“Conservative” ≠ “Republican”

Doug Brady, one of my fellow contributors at C4P, put up an interesting post a few days ago analyzing recent polls showing support for Sarah Palin dropping among self-identified Republicans. Sparked by the fact that these polls show Mike Huckabee as a frontrunner when nobody takes him seriously as such, Doug has come up with an explanation that makes a lot of sense.

We keep hearing that conservatives are leaving the Republican Party in droves and that the primary reason for this is that the establishment GOP is becoming more and more Democrat-light. Rasmussen’s poll, which indicates that 73% of Republicans believe the DC elite in the party has lost touch with the base, is strong evidence of this. We also see this in Governor Palin’s endorsement of Doug Hoffman in NY-23. Even stronger evidence is the fact that even though 40% call themselves conservative, only half, or 20%, call themselves Republicans.

If I received a call from a pollster today, Scott Rasmussen for example, and he asked me to identify my party, I would not identify myself as a Republican. From the above polling data, about half of conservatives would do the same as me. This is important. I don’t know Rasmussen’s precise methodology but I suspect, when he polls for Republican primaries, he excludes Democrats and Independents, using self-identified Republicans for his sample. I further suspect that most of those conservatives who no longer call themselves Republicans (like me) are also those most likely to support Governor Palin. Further, these disaffected conservatives are least likely to support a fiscal liberal like Mike Huckabee or a plastic establishment Republican like Mitt Romney.

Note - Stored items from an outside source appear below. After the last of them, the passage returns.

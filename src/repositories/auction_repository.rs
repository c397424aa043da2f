//! Repository for auction records and list queries

use crate::error::StoreError;
use crate::models::{Auction, AuctionStatus};
use std::collections::HashMap;
use tokio::sync::RwLock;
use uuid::Uuid;

/// Sort key for auction listings
#[derive(Debug, Clone, Copy, PartialEq, Eq, Default)]
pub enum AuctionSort {
    #[default]
    Newest,
    EndingSoon,
    PriceHigh,
    PriceLow,
}

impl AuctionSort {
    pub fn from_str(s: &str) -> Option<Self> {
        match s {
            "newest" => Some(Self::Newest),
            "ending_soon" | "endingSoon" => Some(Self::EndingSoon),
            "price_high" | "priceHigh" => Some(Self::PriceHigh),
            "price_low" | "priceLow" => Some(Self::PriceLow),
            _ => None,
        }
    }
}

/// Filters for auction listings
#[derive(Debug, Clone, Default)]
pub struct AuctionFilter {
    pub status: Option<AuctionStatus>,
    pub shop_id: Option<Uuid>,
    pub seller_id: Option<Uuid>,
    /// Case-insensitive substring match against the title
    pub search: Option<String>,
    pub featured: Option<bool>,
    pub sort: AuctionSort,
    /// Reverse the sort direction
    pub descending: bool,
}

/// Cursor-based page request
#[derive(Debug, Clone, Default)]
pub struct PageRequest {
    pub limit: usize,
    /// Id of the last item of the previous page
    pub start_after: Option<Uuid>,
}

impl PageRequest {
    pub fn effective_limit(&self) -> usize {
        if self.limit == 0 {
            20
        } else {
            self.limit.min(100)
        }
    }
}

/// One page of results plus the cursor for the next
#[derive(Debug, Clone)]
pub struct Page<T> {
    pub items: Vec<T>,
    pub next_cursor: Option<Uuid>,
    pub has_more: bool,
}

struct Inner {
    auctions: HashMap<Uuid, Auction>,
    slugs: HashMap<String, Uuid>,
}

/// In-memory auction repository. A single writer lock over the map makes
/// each operation atomic.
pub struct AuctionRepository {
    inner: RwLock<Inner>,
}

impl Default for AuctionRepository {
    fn default() -> Self {
        Self::new()
    }
}

impl AuctionRepository {
    pub fn new() -> Self {
        Self {
            inner: RwLock::new(Inner {
                auctions: HashMap::new(),
                slugs: HashMap::new(),
            }),
        }
    }

    /// Insert a new auction; the slug must be unique
    pub async fn insert(&self, auction: Auction) -> Result<Auction, StoreError> {
        let mut inner = self.inner.write().await;
        if inner.slugs.contains_key(&auction.slug) {
            return Err(StoreError::Duplicate(format!("slug '{}'", auction.slug)));
        }
        inner.slugs.insert(auction.slug.clone(), auction.id);
        inner.auctions.insert(auction.id, auction.clone());
        Ok(auction)
    }

    pub async fn find_by_id(&self, id: Uuid) -> Option<Auction> {
        self.inner.read().await.auctions.get(&id).cloned()
    }

    pub async fn find_by_slug(&self, slug: &str) -> Option<Auction> {
        let inner = self.inner.read().await;
        inner
            .slugs
            .get(slug)
            .and_then(|id| inner.auctions.get(id))
            .cloned()
    }

    /// Batch fetch; unknown ids are skipped
    pub async fn find_by_ids(&self, ids: &[Uuid]) -> Vec<Auction> {
        let inner = self.inner.read().await;
        ids.iter()
            .filter_map(|id| inner.auctions.get(id))
            .cloned()
            .collect()
    }

    /// Apply a mutation to one auction under the write lock.
    ///
    /// The closure sees the current record and may reject the change; slug
    /// renames must go through [`rename_slug`] so the index stays consistent.
    pub async fn update<F>(&self, id: Uuid, f: F) -> Result<Auction, StoreError>
    where
        F: FnOnce(&mut Auction) -> Result<(), StoreError>,
    {
        let mut inner = self.inner.write().await;
        let auction = inner
            .auctions
            .get_mut(&id)
            .ok_or_else(|| StoreError::NotFound(format!("auction {}", id)))?;
        f(auction)?;
        Ok(auction.clone())
    }

    /// Rename the slug with a uniqueness re-check, atomically with the
    /// index update
    pub async fn rename_slug(&self, id: Uuid, new_slug: &str) -> Result<Auction, StoreError> {
        if new_slug.trim().is_empty() {
            return Err(StoreError::InvalidInput("slug must not be empty".into()));
        }
        let mut inner = self.inner.write().await;
        if let Some(existing) = inner.slugs.get(new_slug) {
            if *existing != id {
                return Err(StoreError::Duplicate(format!("slug '{}'", new_slug)));
            }
        }
        let auction = inner
            .auctions
            .get_mut(&id)
            .ok_or_else(|| StoreError::NotFound(format!("auction {}", id)))?;
        let old_slug = std::mem::replace(&mut auction.slug, new_slug.to_string());
        let updated = auction.clone();
        inner.slugs.remove(&old_slug);
        inner.slugs.insert(new_slug.to_string(), id);
        Ok(updated)
    }

    pub async fn delete(&self, id: Uuid) -> Result<(), StoreError> {
        let mut inner = self.inner.write().await;
        let auction = inner
            .auctions
            .remove(&id)
            .ok_or_else(|| StoreError::NotFound(format!("auction {}", id)))?;
        inner.slugs.remove(&auction.slug);
        Ok(())
    }

    /// List auctions with filters, sort, and cursor pagination.
    ///
    /// The cursor is the id of the last item of the previous page; sorting
    /// is made stable by tie-breaking on id so a cursor always resolves to
    /// one position.
    pub async fn list(&self, filter: &AuctionFilter, page: &PageRequest) -> Page<Auction> {
        let inner = self.inner.read().await;
        let mut matched: Vec<&Auction> = inner
            .auctions
            .values()
            .filter(|a| {
                if let Some(status) = filter.status {
                    if a.status_enum() != status {
                        return false;
                    }
                }
                if let Some(shop_id) = filter.shop_id {
                    if a.shop_id != shop_id {
                        return false;
                    }
                }
                if let Some(seller_id) = filter.seller_id {
                    if a.seller_id != seller_id {
                        return false;
                    }
                }
                if let Some(featured) = filter.featured {
                    if a.featured != featured {
                        return false;
                    }
                }
                if let Some(search) = &filter.search {
                    if !a.title.to_lowercase().contains(&search.to_lowercase()) {
                        return false;
                    }
                }
                true
            })
            .collect();

        matched.sort_by(|a, b| {
            let ord = match filter.sort {
                AuctionSort::Newest => b.created_at.cmp(&a.created_at),
                AuctionSort::EndingSoon => a.end_time.cmp(&b.end_time),
                AuctionSort::PriceHigh => b.current_price.cmp(&a.current_price),
                AuctionSort::PriceLow => a.current_price.cmp(&b.current_price),
            };
            let ord = if filter.descending { ord.reverse() } else { ord };
            ord.then_with(|| a.id.cmp(&b.id))
        });

        paginate(matched.into_iter().cloned().collect(), page)
    }

    /// All auctions currently in the given status (used by the sweeper)
    pub async fn find_by_status(&self, status: AuctionStatus) -> Vec<Auction> {
        self.inner
            .read()
            .await
            .auctions
            .values()
            .filter(|a| a.status_enum() == status)
            .cloned()
            .collect()
    }
}

/// Cut one cursor page out of an already-sorted vector
pub fn paginate<T: HasId>(items: Vec<T>, page: &PageRequest) -> Page<T> {
    let limit = page.effective_limit();
    let start = match page.start_after {
        Some(cursor) => items
            .iter()
            .position(|a| a.id() == cursor)
            .map(|pos| pos + 1)
            .unwrap_or(0),
        None => 0,
    };

    let remaining = items.len().saturating_sub(start);
    let has_more = remaining > limit;
    let items: Vec<T> = items.into_iter().skip(start).take(limit).collect();
    let next_cursor = if has_more {
        items.last().map(|a| a.id())
    } else {
        None
    };

    Page {
        items,
        next_cursor,
        has_more,
    }
}

/// Records addressable by a cursor
pub trait HasId {
    fn id(&self) -> Uuid;
}

impl HasId for Auction {
    fn id(&self) -> Uuid {
        self.id
    }
}

impl HasId for crate::models::Bid {
    fn id(&self) -> Uuid {
        self.id
    }
}

#[cfg(test)]
mod tests {
    use super::*;
    use chrono::Duration;
    use rust_decimal::Decimal;

    fn auction(slug: &str) -> Auction {
        let now = chrono::Utc::now().naive_utc();
        Auction::new(
            slug.to_string(),
            Uuid::new_v4(),
            Uuid::new_v4(),
            format!("Auction {}", slug),
            None,
            Decimal::new(1000, 0),
            None,
            Decimal::new(100, 0),
            now,
            now + Duration::hours(1),
        )
    }

    #[test]
    fn test_duplicate_slug_rejected() {
        tokio_test::block_on(async {
            let repo = AuctionRepository::new();
            repo.insert(auction("one-of-a-kind")).await.unwrap();
            let err = repo.insert(auction("one-of-a-kind")).await.unwrap_err();
            assert!(matches!(err, StoreError::Duplicate(_)));
        });
    }

    #[test]
    fn test_rename_slug_rechecks_uniqueness() {
        tokio_test::block_on(async {
            let repo = AuctionRepository::new();
            let a = repo.insert(auction("first")).await.unwrap();
            repo.insert(auction("second")).await.unwrap();

            assert!(matches!(
                repo.rename_slug(a.id, "second").await.unwrap_err(),
                StoreError::Duplicate(_)
            ));

            let renamed = repo.rename_slug(a.id, "third").await.unwrap();
            assert_eq!(renamed.slug, "third");
            assert!(repo.find_by_slug("first").await.is_none());
            assert!(repo.find_by_slug("third").await.is_some());
        });
    }

    #[test]
    fn test_cursor_pagination_walks_all_items() {
        tokio_test::block_on(async {
            let repo = AuctionRepository::new();
            for i in 0..7 {
                repo.insert(auction(&format!("item-{}", i))).await.unwrap();
            }

            let filter = AuctionFilter::default();
            let mut seen = Vec::new();
            let mut cursor = None;
            loop {
                let page = repo
                    .list(
                        &filter,
                        &PageRequest {
                            limit: 3,
                            start_after: cursor,
                        },
                    )
                    .await;
                seen.extend(page.items.iter().map(|a| a.id));
                if !page.has_more {
                    break;
                }
                cursor = page.next_cursor;
            }
            assert_eq!(seen.len(), 7);
        });
    }
}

In short, the sample may be predisposed to exclude a greater percentage of conservatives who are disgusted with the Republican Party and thus don’t self-identify as Republicans. This would result in an under sampling of those most likely to support Governor Palin and conversely, an over sampling of those most likely to support someone else. This would explain why Huckabee over performs in these polls. Those Republicans who still identify themselves as such are far more likely to be moderate establishment types and, therefore, more likely to eschew a grass roots movement conservative like Governor Palin in favor of a “conventional” choice like Mike Huckabee or Mitt Romney. If my logic is accurate, this is bad news for Mitt Romney. These are the very Republicans he should be dominating, and yet he isn’t.

For my own part, I wouldn’t identify myself to a pollster as a Republican either, though that’s as much for theological reasons as anything. That doesn’t translate to primaries, though, since I identify myself by party there in order to be able to vote in the desired primary; as such, I don’t believe Doug’s application of his logic to presidential primaries actually holds. For the rest, though, I think he has a very good chance of being right—indeed, I’m quite sure he is to at least some degree. To my way of thinking, the question is less “Is this skewing Gov. Palin’s poll numbers?” than “Does this foreshadow the demise of the Republican Party?” Could the GOP end like the Whigs? Absent a successful reconquest by Gov. Palin and the rest of the Republican wing of the Republican Party—yes, and for much the same reason: a failure of principle.

Posted in Politics, Sarah Palin.

2 Comments

  1. In my heart of hearts, I've been hoping the big two parties fail for a long time – both of them, though whoever fails first will hand some power to the other, I feel they're both doomed. Record-busting deficits under Reagan and Dubya for the GOP and Democrats voting for the Patriot Act – neither side has held to many of its stated convictions for about three decades as far as I can tell. Here and there you get something to be happy about, but not much.

    I think that, particularly since they have yet to have any real power, the "third parties" have a chance to actually work through their values for a while if they are able to ascend. The Green Party against the Conservative Party, say, is a very clearly differentiated ticket. A vote for one is obviously nothing like a vote for the other.

    As I wait for an instance of Obama demonstrating he is meaningfully progressive, I'll continue being an active part of the Green Party, hoping progressives wake up to the fact that they are voting for a corpse in the Dems. It sounds like the GOP has a similar problem, which is how it appeared to me from the outside.

  2. I would have to say that the deficits under Reagan don't compare in origin to those under the younger Bush; at least for Reagan's first term and into his second, I would say that we had a President working to implement conservative principles. (For the first little while after 1994, we had Republican leaders in Congress trying to do the same; that didn't last long, though.) Otherwise, I basically agree with you, though I'm not as pessimistic about the prognosis for the Big Two. (Revivals happen sometimes, after all.)